Ventiquattro anni e già un curriculum lungo così, Matteo Grandi ha vinto la prima edizione di Hell’s Kitchen Italia (mai credere alle apparenze). Vicentino come il suo capo, l’infernale Carlo Cracco, ieri sera il giovane chef ha annientato la concorrenza degli altri finalisti: prima Francesca e Carmelo, e poi, nell’ultima sfida, la dura Sybil.
Ma come si diventa il vincitore di Hell’s Kitchen? Gliel’abbiamo chiesto. Ci ha risposto che nelle cucine del programma è tutto vero. Gli abbiamo risposto se lo sono almeno le urla di Cracco e le levatacce notturne, ma lui, incorruttibile, ha ribadito che è tutto vero. Adesso, per aver dimostrato nell’ordine, talento, rigore, pulizia, precisione, passione e autocontrollo sta per andarsene al Forte Village, in Sardegna.
Non per fare vacanza, iparola che non rientra nel suo vocabolario, farà l’executive chef del ristorante Hell’s Kitchen (guarda un po’), lui che da due mesi ne ha aperto uno ad Arcole, nel veronese. Quaranta coperti, cucina regionale di stretta osservanza con poche deroghe, una per il foie gras, l’ingrediente che preferisce, piacevole lascito delle esperienze in giro per il mondo.
Perché frenetico com’è il giovane campione ne ha macinati di chilometri. A 18 anni era già a Shanghai, poi se n’è andato in Kuwait infine in India.
Non è il classico curriculum di un ventenne, chi te l’ha fatto fare, Matteo?
“Beh perché sono bello matto. L’Oriente è la mia passione, mi affascinano le culture diverse. A Shanghai avevo un amico da cui mi sono appoggiato e ho subito cercato lavoro. M’è andata bene, dopo la scuola alberghiera e l’esperienza in tre ristoranti veronesi (Arco dei Gavi, Piccolo Covo e Torcolo), sono entrato come sous-chef al ristorante “Da Marco”, lo considero il mio personale trampolino.
Ti sei “preso” la carriera giovanissimo, chi ti ha aiutato?
“La mia famiglia, soprattutto spingendomi ad andare. Mio padre mi ha detto che se non volevo più studiare dovevo cercare fortuna all’estero. E’ triste ma fuori dall’Italia, anche nel nostro settore, ci sono opportunità maggiori. La vita costa meno e si può fare qualcosa senza essere vecchi. Per dire, in Asia il general manager di un ristorante ha 35 anni, qui l’età media è 50. Partite e fate esperienze. Però poi tornate”.
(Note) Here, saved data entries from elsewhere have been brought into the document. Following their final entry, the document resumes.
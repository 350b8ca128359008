//! PNG loading of binary fields and label image export
//!
//! Image column (x) maps to axis 0 and image row (y) to axis 1. Slice stacks
//! add axis 2 in file-name order.

use crate::algorithm::pipeline::Stage;
use crate::algorithm::watershed::{BACKGROUND, LabelImage};
use crate::io::error::{Result, SnowError, invalid_input};
use crate::spatial::field::VoxelField;
use image::{GrayImage, Rgb, RgbImage};
use ndarray::{Array3, ArrayD, Axis, Ix2};
use rand::seq::SliceRandom;
use rand::{SeedableRng, rngs::StdRng};
use std::path::{Path, PathBuf};

/// Grey level above which a pixel counts as pore space
pub const DEFAULT_GREY_THRESHOLD: u8 = 127;

fn open_grey(path: &Path) -> Result<GrayImage> {
    let image = image::open(path).map_err(|source| SnowError::ImageLoad {
        path: path.to_path_buf(),
        source,
    })?;
    Ok(image.to_luma8())
}

/// Load a 2D field from a PNG; pixels brighter than `threshold` are foreground
///
/// # Errors
///
/// Returns an error if the file cannot be decoded or the field is invalid
pub fn load_png_field(path: &Path, threshold: u8, voxel_size: f64) -> Result<VoxelField> {
    let grey = open_grey(path)?;
    let shape = [grey.width() as usize, grey.height() as usize];
    VoxelField::from_shape_fn(&shape, voxel_size, |position| {
        match (position.first(), position.get(1)) {
            (Some(&x), Some(&y)) => grey
                .get_pixel_checked(x as u32, y as u32)
                .is_some_and(|pixel| pixel.0[0] > threshold),
            _ => false,
        }
    })
}

/// PNG files in a directory, sorted by name
///
/// # Errors
///
/// Returns an error if the directory cannot be read
pub fn png_files_in(directory: &Path) -> Result<Vec<PathBuf>> {
    let entries = std::fs::read_dir(directory).map_err(|source| SnowError::FileSystem {
        path: directory.to_path_buf(),
        operation: "read directory",
        source,
    })?;
    let mut files = Vec::new();
    for entry in entries {
        let path = entry?.path();
        if path.extension().and_then(|s| s.to_str()) == Some("png") {
            files.push(path);
        }
    }
    files.sort();
    Ok(files)
}

/// Load a 3D field from a directory of equally sized PNG slices
///
/// # Errors
///
/// Returns an error if:
/// - The directory cannot be read or holds no PNG files
/// - A slice cannot be decoded
/// - Slices differ in size
pub fn load_png_stack(directory: &Path, threshold: u8, voxel_size: f64) -> Result<VoxelField> {
    let files = png_files_in(directory)?;
    let Some(first) = files.first() else {
        return Err(invalid_input(
            Stage::Validation,
            &format!("no PNG slices in '{}'", directory.display()),
        ));
    };

    let first = open_grey(first)?;
    let (width, height) = first.dimensions();
    let mut occupancy = Array3::from_elem((width as usize, height as usize, files.len()), false);

    for (z, path) in files.iter().enumerate() {
        let slice = open_grey(path)?;
        if slice.dimensions() != (width, height) {
            return Err(invalid_input(
                Stage::Validation,
                &format!(
                    "slice '{}' is {}x{}, expected {width}x{height}",
                    path.display(),
                    slice.width(),
                    slice.height()
                ),
            ));
        }
        for (x, y, pixel) in slice.enumerate_pixels() {
            if let Some(voxel) = occupancy.get_mut((x as usize, y as usize, z)) {
                *voxel = pixel.0[0] > threshold;
            }
        }
    }

    VoxelField::from_occupancy(occupancy.into_dyn(), voxel_size)
}

/// Central planes of an array, one per axis
///
/// A 3D array yields its three mid planes, perpendicular to axes 0, 1 and 2
/// in that order. Arrays of lower dimensionality are returned whole.
pub fn mid_planes<T: Clone>(array: &ArrayD<T>) -> Vec<ArrayD<T>> {
    if array.ndim() < 3 {
        return vec![array.clone()];
    }
    (0..array.ndim())
        .map(|axis| {
            let middle = array.len_of(Axis(axis)) / 2;
            array.index_axis(Axis(axis), middle).to_owned()
        })
        .collect()
}

/// One colour per label; label 0 is black and the rest are spread over the
/// hue circle in a seeded random order so neighboring labels contrast
pub fn label_colors(max_label: u32, seed: u64) -> Vec<[u8; 3]> {
    let count = max_label as usize;
    let mut ranks: Vec<usize> = (0..count).collect();
    ranks.shuffle(&mut StdRng::seed_from_u64(seed));

    std::iter::once([0, 0, 0])
        .chain(ranks.into_iter().map(|rank| {
            let hue = rank as f64 / count.max(1) as f64;
            hsv_to_rgb(hue, 0.7, 0.95)
        }))
        .collect()
}

fn hsv_to_rgb(hue: f64, saturation: f64, value: f64) -> [u8; 3] {
    let sector = (hue.fract() * 6.0).floor();
    let f = hue.fract() * 6.0 - sector;
    let p = value * (1.0 - saturation);
    let q = value * (1.0 - saturation * f);
    let t = value * (1.0 - saturation * (1.0 - f));
    let (r, g, b) = match sector as u8 {
        0 => (value, t, p),
        1 => (q, value, p),
        2 => (p, value, t),
        3 => (p, q, value),
        4 => (t, p, value),
        _ => (value, p, q),
    };
    [r, g, b].map(|c| (c * 255.0).round().clamp(0.0, 255.0) as u8)
}

/// Write a label image as a colour PNG
///
/// A 3D image is written as its middle plane along axis 2.
///
/// # Errors
///
/// Returns an error if the parent directory cannot be created or the image
/// cannot be saved
pub fn export_label_png(labels: &LabelImage, path: &Path, seed: u64) -> Result<()> {
    let plane = mid_planes(labels.labels())
        .pop()
        .ok_or_else(|| invalid_input(Stage::Validation, &"label image has no planes"))?
        .into_dimensionality::<Ix2>()
        .map_err(|e| invalid_input(Stage::Validation, &format!("label plane is not 2D: {e}")))?;

    let colors = label_colors(labels.max_label(), seed);
    let (width, height) = plane.dim();
    let mut image = RgbImage::new(width as u32, height as u32);
    for ((x, y), &label) in plane.indexed_iter() {
        let color = if label == BACKGROUND {
            [0, 0, 0]
        } else {
            colors.get(label as usize).copied().unwrap_or([255, 255, 255])
        };
        image.put_pixel(x as u32, y as u32, Rgb(color));
    }

    if let Some(parent) = path.parent().filter(|p| !p.as_os_str().is_empty()) {
        std::fs::create_dir_all(parent).map_err(|source| SnowError::FileSystem {
            path: parent.to_path_buf(),
            operation: "create directory",
            source,
        })?;
    }
    image.save(path).map_err(|source| SnowError::ImageExport {
        path: path.to_path_buf(),
        source,
    })
}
Ecco, appunto. Appena tornato hai aperto Degusto, e ancora stavi partecipando a Hell’s Kitchen. Se non è frenesia questa…
“Degusto è un ristorante giovane. L’età massima dello staff è di 32 anni. Anche per questo vogliamo fare una cucina piacevole a prezzi contenuti, così tutti se la possono permettere, una volta ogni tanto. Sono tempi difficili, ma siamo partiti bene cercando di valorizzare territorio e prodotti locali: piselli, l’agnello di razza Brogna e il maialino della Lessinia”.
Con l’eccezione del foie gras
“A quello non rinuncio, è la mia passione”.
Ora hai vinto il contratto al Forte Village, chi si occuperà del ristorante mentre tu sarai in Sardegna?
“I miei ragazzi, che sono bravissimi . Alcuni li conosco da anni e ho condiviso con loro alcune esperienze di lavoro, altri, come il nuovo direttore di sala arrivato da appena una settimana, me li sono andati a cercare”.
Non ti spaventa essere lontano dal locale nel momento delicato dell’avvio?
“Ho saputo che ho vinto solo ieri, non ho ancora pensato come organizzarmi. Tra le cose più importanti imparate all’estero, soprattutto al “Signor Sassi” di Kuwait City, dove la brigata di cucina composta da 80 persone di tutte le nazionalità gestiva 400 coperti, è che la disciplina in cucina è tutto, ma conta anche saper comunicare con i tuoi colleghi, fa capire che ti fidi di loro. Senza fiducia non si va lontano”.
Sembri avere le idee molto chiare, è così che si vince, in tv e nella carriera?
“Penso di sì. Sono quel che si dice un rompiballe, ma per prima cosa provo a individuare i punti di forza (anche le debolezze) dei miei colleghi. Anche se nella finale di Hell’s Kitchen non ho esattamente scelto tutti i miei compagni. Però è andata bene così”.